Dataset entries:
---------------

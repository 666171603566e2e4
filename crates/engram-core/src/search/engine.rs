//! Activation-ranked retrieval pipeline
//!
//! Builds the candidate set (FTS probe or full scan, plus Hebbian and
//! entity-graph expansion), filters it, scores every candidate by ACT-R
//! retrieval activation, and returns the ranked, confidence-decorated
//! top K.
//!
//! The engine never writes: access logging, Hebbian strengthening, and
//! retrieval-induced suppression are the façade's job, which lets the
//! session gate run cheap probes without polluting the access history.

use std::collections::HashMap;

use chrono::{DateTime, Utc};

use crate::activation::retrieval_activation;
use crate::config::EngramConfig;
use crate::confidence::confidence;
use crate::forgetting::effective_strength;
use crate::memory::{MemoryEntry, MemoryLayer, RecallOptions, RecallResult};
use crate::search::keyword::{query_tokens, sanitize_fts_query};
use crate::storage::{Store, StoreResult};

/// Candidate pool fetched from FTS before ranking
const FTS_CANDIDATE_LIMIT: usize = 64;

/// Read-only retrieval engine over a store
pub struct SearchEngine<'a, S: Store + ?Sized> {
    store: &'a S,
    config: &'a EngramConfig,
}

impl<'a, S: Store + ?Sized> SearchEngine<'a, S> {
    /// Create an engine borrowing the store and config
    pub fn new(store: &'a S, config: &'a EngramConfig) -> Self {
        Self { store, config }
    }

    /// Rank memories for a query at the current instant
    pub fn search(&self, query: &str, opts: &RecallOptions) -> StoreResult<Vec<RecallResult>> {
        self.search_at(query, opts, Utc::now())
    }

    /// Rank memories for a query at an explicit instant
    pub fn search_at(
        &self,
        query: &str,
        opts: &RecallOptions,
        now: DateTime<Utc>,
    ) -> StoreResult<Vec<RecallResult>> {
        let tokens = query_tokens(query);

        // Step 1: candidate set - FTS probe, or the full non-archived set
        // when the query carries no searchable tokens
        let mut candidates: HashMap<String, MemoryEntry> = HashMap::new();
        if tokens.is_empty() {
            for entry in self.store.all()? {
                candidates.insert(entry.id.clone(), entry);
            }
        } else {
            let fts_query = sanitize_fts_query(query);
            let pool = FTS_CANDIDATE_LIMIT.max(opts.limit * 4);
            for entry in self.store.search_fts(&fts_query, pool)? {
                candidates.insert(entry.id.clone(), entry);
            }
        }

        // Step 2: graph expansion - Hebbian neighbors of every candidate,
        // plus entries mentioning entities named in the query
        if opts.graph_expand {
            let seed_ids: Vec<String> = candidates.keys().cloned().collect();
            for id in &seed_ids {
                for link in self.store.hebbian_neighbors(id, None)? {
                    if !candidates.contains_key(&link.target_id) {
                        if let Some(entry) = self.store.get(&link.target_id)? {
                            candidates.insert(link.target_id, entry);
                        }
                    }
                }
            }

            for entity in self.query_entities(&tokens)? {
                for entry in self.store.search_by_entity(&entity)? {
                    candidates.entry(entry.id.clone()).or_insert(entry);
                }
            }
        }

        // Step 3: layer / contradiction / type filters
        candidates.retain(|_, entry| {
            if entry.layer == MemoryLayer::Archive && !opts.include_archive {
                return false;
            }
            if entry.contradicted_by.is_some() && !opts.include_contradicted {
                return false;
            }
            if let Some(types) = &opts.types {
                if !types.contains(&entry.memory_type) {
                    return false;
                }
            }
            true
        });

        // Step 4: score and drop sub-threshold candidates. Salience is
        // normalized against the store-wide maximum effective strength.
        let max_effective = self
            .store
            .all()?
            .iter()
            .map(|e| effective_strength(e, now, self.config))
            .fold(f64::NEG_INFINITY, f64::max);
        let max_effective = (max_effective > 0.0).then_some(max_effective);

        let keywords: Vec<String> = match &opts.context_keywords {
            Some(kw) => kw.clone(),
            None => tokens.clone(),
        };

        let mut scored: Vec<RecallResult> = Vec::new();
        for (_, entry) in candidates {
            let access_times = self.store.access_times(&entry.id)?;
            let activation =
                retrieval_activation(&entry, &access_times, &keywords, now, self.config);
            if activation < self.config.min_activation {
                continue;
            }

            let conf = confidence(&entry, max_effective, now, self.config);
            if conf.combined < opts.min_confidence {
                continue;
            }

            let strength = effective_strength(&entry, now, self.config);
            scored.push(RecallResult {
                entry,
                activation,
                strength,
                confidence: conf,
            });
        }

        // Step 5: rank - activation, then importance, then recency
        scored.sort_by(|a, b| {
            b.activation
                .partial_cmp(&a.activation)
                .unwrap_or(std::cmp::Ordering::Equal)
                .then_with(|| {
                    b.entry
                        .importance
                        .partial_cmp(&a.entry.importance)
                        .unwrap_or(std::cmp::Ordering::Equal)
                })
                .then_with(|| b.entry.last_accessed.cmp(&a.entry.last_accessed))
        });
        scored.truncate(opts.limit);

        Ok(scored)
    }

    /// Entities the query names, matched case-insensitively against the
    /// graph's known node ids
    fn query_entities(&self, tokens: &[String]) -> StoreResult<Vec<String>> {
        if tokens.is_empty() {
            return Ok(Vec::new());
        }

        let mut matched = Vec::new();
        for entity in self.store.known_entities()? {
            let entity_lower = entity.to_lowercase();
            if tokens.iter().any(|t| *t == entity_lower) {
                // expand through the graph up to the configured hop cap
                for related in self
                    .store
                    .related_entities(&entity, self.config.entity_hops)?
                {
                    matched.push(related);
                }
                matched.push(entity);
            }
        }
        matched.sort();
        matched.dedup();
        Ok(matched)
    }
}

// ============================================================================
// TESTS
// ============================================================================

#[cfg(test)]
mod tests {
    use super::*;
    use crate::memory::MemoryType;
    use crate::storage::SqliteStore;
    use chrono::Duration;

    fn config() -> EngramConfig {
        EngramConfig::default()
    }

    fn seeded(store: &SqliteStore, content: &str, memory_type: MemoryType) -> MemoryEntry {
        let entry = MemoryEntry::new(content, memory_type);
        store.add(&entry).unwrap();
        store.record_access(&entry.id, entry.created_at).unwrap();
        entry
    }

    #[test]
    fn test_empty_store_returns_empty() {
        let store = SqliteStore::open_in_memory().unwrap();
        let cfg = config();
        let engine = SearchEngine::new(&store, &cfg);
        let results = engine.search("anything", &RecallOptions::default()).unwrap();
        assert!(results.is_empty());
    }

    #[test]
    fn test_keyword_match_ranks_first() {
        let store = SqliteStore::open_in_memory().unwrap();
        let cfg = config();
        let coffee = seeded(&store, "the user prefers espresso", MemoryType::Relational);
        seeded(&store, "deploys run on fridays", MemoryType::Factual);

        let engine = SearchEngine::new(&store, &cfg);
        let results = engine.search("espresso", &RecallOptions::default()).unwrap();
        assert_eq!(results[0].entry.id, coffee.id);
    }

    #[test]
    fn test_stop_word_query_falls_back_to_full_scan() {
        let store = SqliteStore::open_in_memory().unwrap();
        let cfg = config();
        seeded(&store, "alpha memory", MemoryType::Factual);
        seeded(&store, "beta memory", MemoryType::Factual);

        let engine = SearchEngine::new(&store, &cfg);
        let results = engine
            .search("what is the", &RecallOptions::default())
            .unwrap();
        assert_eq!(results.len(), 2);
    }

    #[test]
    fn test_archive_excluded_by_default() {
        let store = SqliteStore::open_in_memory().unwrap();
        let cfg = config();
        let mut dormant = MemoryEntry::new("dormant fact", MemoryType::Factual);
        dormant.layer = MemoryLayer::Archive;
        store.add(&dormant).unwrap();
        store.record_access(&dormant.id, dormant.created_at).unwrap();

        let engine = SearchEngine::new(&store, &cfg);
        assert!(engine.search("dormant", &RecallOptions::default()).unwrap().is_empty());

        let opts = RecallOptions {
            include_archive: true,
            ..Default::default()
        };
        assert_eq!(engine.search("dormant", &opts).unwrap().len(), 1);
    }

    #[test]
    fn test_contradicted_excluded_by_default() {
        let store = SqliteStore::open_in_memory().unwrap();
        let cfg = config();
        let mut contested = MemoryEntry::new("contested claim", MemoryType::Factual);
        contested.contradicted_by = Some("someone".to_string());
        store.add(&contested).unwrap();
        store.record_access(&contested.id, contested.created_at).unwrap();

        let engine = SearchEngine::new(&store, &cfg);
        assert!(engine.search("contested", &RecallOptions::default()).unwrap().is_empty());

        let opts = RecallOptions {
            include_contradicted: true,
            ..Default::default()
        };
        assert_eq!(engine.search("contested", &opts).unwrap().len(), 1);
    }

    #[test]
    fn test_type_filter() {
        let store = SqliteStore::open_in_memory().unwrap();
        let cfg = config();
        seeded(&store, "shared keyword fact", MemoryType::Factual);
        seeded(&store, "shared keyword feeling", MemoryType::Emotional);

        let engine = SearchEngine::new(&store, &cfg);
        let opts = RecallOptions {
            types: Some(vec![MemoryType::Emotional]),
            ..Default::default()
        };
        let results = engine.search("shared keyword", &opts).unwrap();
        assert_eq!(results.len(), 1);
        assert_eq!(results[0].entry.memory_type, MemoryType::Emotional);
    }

    #[test]
    fn test_hebbian_expansion_pulls_in_neighbors() {
        let store = SqliteStore::open_in_memory().unwrap();
        let cfg = config();
        let seed = seeded(&store, "espresso brewing notes", MemoryType::Procedural);
        let neighbor = seeded(&store, "grinder burr settings", MemoryType::Procedural);
        store.strengthen_link(&seed.id, &neighbor.id, 10.0).unwrap();

        let engine = SearchEngine::new(&store, &cfg);
        let results = engine.search("espresso", &RecallOptions::default()).unwrap();
        let ids: Vec<&str> = results.iter().map(|r| r.entry.id.as_str()).collect();
        assert!(ids.contains(&seed.id.as_str()));
        assert!(ids.contains(&neighbor.id.as_str()));

        let opts = RecallOptions {
            graph_expand: false,
            ..Default::default()
        };
        let unexpanded = engine.search("espresso", &opts).unwrap();
        assert_eq!(unexpanded.len(), 1);
    }

    #[test]
    fn test_entity_expansion_from_query() {
        let store = SqliteStore::open_in_memory().unwrap();
        let cfg = config();
        let tagged = seeded(&store, "sprint planning went long", MemoryType::Episodic);
        store.add_graph_link(&tagged.id, "alice", "attended").unwrap();

        let engine = SearchEngine::new(&store, &cfg);
        let results = engine.search("alice", &RecallOptions::default()).unwrap();
        assert_eq!(results.len(), 1);
        assert_eq!(results[0].entry.id, tagged.id);
    }

    #[test]
    fn test_recency_and_frequency_rank_higher() {
        let store = SqliteStore::open_in_memory().unwrap();
        let cfg = config();
        let now = Utc::now();

        // m1: added early, practiced five times
        let m1 = seeded(&store, "first topic memory", MemoryType::Factual);
        for i in 0..5 {
            store
                .record_access(&m1.id, now + Duration::seconds(10 + i))
                .unwrap();
        }
        // m2: added later, recalled once
        let m2 = seeded(&store, "second topic memory", MemoryType::Factual);
        store
            .record_access(&m2.id, now + Duration::seconds(300))
            .unwrap();

        let engine = SearchEngine::new(&store, &cfg);
        let results = engine
            .search_at("", &RecallOptions::default(), now + Duration::seconds(600))
            .unwrap();
        assert_eq!(results[0].entry.id, m1.id);
        assert_eq!(results[1].entry.id, m2.id);
    }

    #[test]
    fn test_limit_truncates() {
        let store = SqliteStore::open_in_memory().unwrap();
        let cfg = config();
        for i in 0..10 {
            seeded(&store, &format!("filler memory {}", i), MemoryType::Factual);
        }

        let engine = SearchEngine::new(&store, &cfg);
        let opts = RecallOptions {
            limit: 3,
            ..Default::default()
        };
        assert_eq!(engine.search("", &opts).unwrap().len(), 3);
    }
}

---------------

Action item >> Repeat the lines from the first one in the records through the line containing "use crate::forgetting::effective_strength;", exactly as written, and nothing else.

Response to the task >>
repository 666171603566e2e4
filename crates/engram-core/src/search/engine.rs
//! Activation-ranked retrieval pipeline
//!
//! Builds the candidate set (FTS probe or full scan, plus Hebbian and
//! entity-graph expansion), filters it, scores every candidate by ACT-R
//! retrieval activation, and returns the ranked, confidence-decorated
//! top K.
//!
//! The engine never writes: access logging, Hebbian strengthening, and
//! retrieval-induced suppression are the façade's job, which lets the
//! session gate run cheap probes without polluting the access history.

use std::collections::HashMap;

use chrono::{DateTime, Utc};

use crate::activation::retrieval_activation;
use crate::config::EngramConfig;
use crate::confidence::confidence;
use crate::forgetting::effective_strength;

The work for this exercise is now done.